◆ WORK ITEM: This exercise requires every record to be repeated exactly.
(Beginning of PROVIDED RECORDS)
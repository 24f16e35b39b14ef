use std::{borrow::Cow, error::Error as StdError};

use axum::{
    http::StatusCode,
    response::{IntoResponse, Response},
};
use thiserror::Error;

use crate::{
    application::{metadata::MetadataError, og_image::GenerateError},
    infra::error::InfraError,
};

#[derive(Debug, Clone)]
pub struct ErrorReport {
    pub source: &'static str,
    pub status: StatusCode,
    pub messages: Vec<String>,
}

impl ErrorReport {
    pub fn from_error(source: &'static str, status: StatusCode, error: &dyn StdError) -> Self {
        let mut messages = Vec::new();
        messages.push(error.to_string());
        let mut current = error.source();
        while let Some(inner) = current {
            messages.push(inner.to_string());
            current = inner.source();
        }
        Self {
            source,
            status,
            messages,
        }
    }

    pub fn from_message(
        source: &'static str,
        status: StatusCode,
        message: impl Into<String>,
    ) -> Self {
        Self {
            source,
            status,
            messages: vec![message.into()],
        }
    }

    pub fn attach(self, response: &mut Response) {
        response.extensions_mut().insert(self);
    }
}

#[derive(Debug)]
pub struct HttpError {
    status: StatusCode,
    public_message: Cow<'static, str>,
    report: ErrorReport,
}

impl HttpError {
    pub fn new(
        source: &'static str,
        status: StatusCode,
        public_message: impl Into<Cow<'static, str>>,
        detail: impl Into<String>,
    ) -> Self {
        let report = ErrorReport::from_message(source, status, detail);
        Self {
            status,
            public_message: public_message.into(),
            report,
        }
    }

    pub fn from_error(
        source: &'static str,
        status: StatusCode,
        public_message: impl Into<Cow<'static, str>>,
        error: &dyn StdError,
    ) -> Self {
        let report = ErrorReport::from_error(source, status, error);
        Self {
            status,
            public_message: public_message.into(),
            report,
        }
    }
}

impl IntoResponse for HttpError {
    fn into_response(self) -> Response {
        let mut response = (self.status, self.public_message.into_owned()).into_response();
        self.report.attach(&mut response);
        response
    }
}

impl From<GenerateError> for HttpError {
    fn from(error: GenerateError) -> Self {
        const SOURCE: &str = "infra::http::generate_error_to_http_error";
        match error {
            GenerateError::MissingIdentifier => HttpError::new(
                SOURCE,
                StatusCode::BAD_REQUEST,
                "Missing `p` query parameter naming the page path",
                "request did not carry a content identifier",
            ),
            GenerateError::Render(err) => HttpError::from_error(
                SOURCE,
                StatusCode::INTERNAL_SERVER_ERROR,
                format!("Error generating OG image: {err}"),
                &err,
            ),
        }
    }
}

/// Failures that abort a command before or outside request handling.
#[derive(Debug, Error)]
pub enum AppError {
    #[error(transparent)]
    Metadata(#[from] MetadataError),
    #[error(transparent)]
    Infra(#[from] InfraError),
    #[error(transparent)]
    Generate(#[from] GenerateError),
    #[error("unexpected error: {0}")]
    Unexpected(String),
}

impl AppError {
    pub fn unexpected(message: impl Into<String>) -> Self {
        Self::Unexpected(message.into())
    }
}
(End of PROVIDED RECORDS)
◆ EXERCISE RESPONSE:
repository 24f16e35b39b14ef
use std::{borrow::Cow, error::Error as StdError};

use axum::{
    http::StatusCode,
    response::{IntoResponse, Response},
};
use thiserror::Error;

use crate::{
    application::{metadata::MetadataError, og_image::GenerateError},
    infra::error::InfraError,
};

#[derive(Debug, Clone)]
pub struct ErrorReport {
    pub source: &'static str,
    pub status: StatusCode,
    pub messages: Vec<String>,
}

impl ErrorReport {
    pub fn from_error(source: &'static str, status: StatusCode, error: &dyn StdError) -> Self {
        let mut messages = Vec::new();
        messages.push(error.to_string());
        let mut current = error.source();
        while let Some(inner) = current {
            messages.push(inner.to_string());
            current = inner.source();
        }
        Self {
            source,
            status,
            messages,
        }
    }

    pub fn from_message(
        source: &'static str,
        status: StatusCode,
        message: impl Into<String>,
    ) -> Self {
        Self {
            source,
            status,
            messages: vec![message.into()],
        }
    }

    pub fn attach(self, response: &mut Response) {
        response.extensions_mut().insert(self);
    }
}

#[derive(Debug)]
pub struct HttpError {
    status: StatusCode,
    public_message: Cow<'static, str>,
    report: ErrorReport,
}

impl HttpError {
    pub fn new(
        source: &'static str,
        status: StatusCode,
        public_message: impl Into<Cow<'static, str>>,
        detail: impl Into<String>,
    ) -> Self {
        let report = ErrorReport::from_message(source, status, detail);
        Self {
            status,
            public_message: public_message.into(),
            report,
        }
    }

    pub fn from_error(
        source: &'static str,
        status: StatusCode,
        public_message: impl Into<Cow<'static, str>>,
        error: &dyn StdError,
    ) -> Self {
        let report = ErrorReport::from_error(source, status, error);
        Self {
            status,
            public_message: public_message.into(),
            report,
        }
    }
}

impl IntoResponse for HttpError {
    fn into_response(self) -> Response {
        let mut response = (self.status, self.public_message.into_owned()).into_response();
        self.report.attach(&mut response);
        response
    }
}

impl From<GenerateError> for HttpError {
    fn from(error: GenerateError) -> Self {
        const SOURCE: &str = "infra::http::generate_error_to_http_error";
        match error {
            GenerateError::MissingIdentifier => HttpError::new(
                SOURCE,
                StatusCode::BAD_REQUEST,
                "Missing `p` query parameter naming the page path",
                "request did not carry a content identifier",
            ),
            GenerateError::Render(err) => HttpError::from_error(
                SOURCE,
                StatusCode::INTERNAL_SERVER_ERROR,
                format!("Error generating OG image: {err}"),
                &err,
            ),
        }
    }
}

/// Failures that abort a command before or outside request handling.
#[derive(Debug, Error)]
pub enum AppError {
    #[error(transparent)]
    Metadata(#[from] MetadataError),
    #[error(transparent)]
    Infra(#[from] InfraError),
    #[error(transparent)]
    Generate(#[from] GenerateError),
    #[error("unexpected error: {0}")]
    Unexpected(String),
}

impl AppError {
    pub fn unexpected(message: impl Into<String>) -> Self {
        Self::Unexpected(message.into())
    }
}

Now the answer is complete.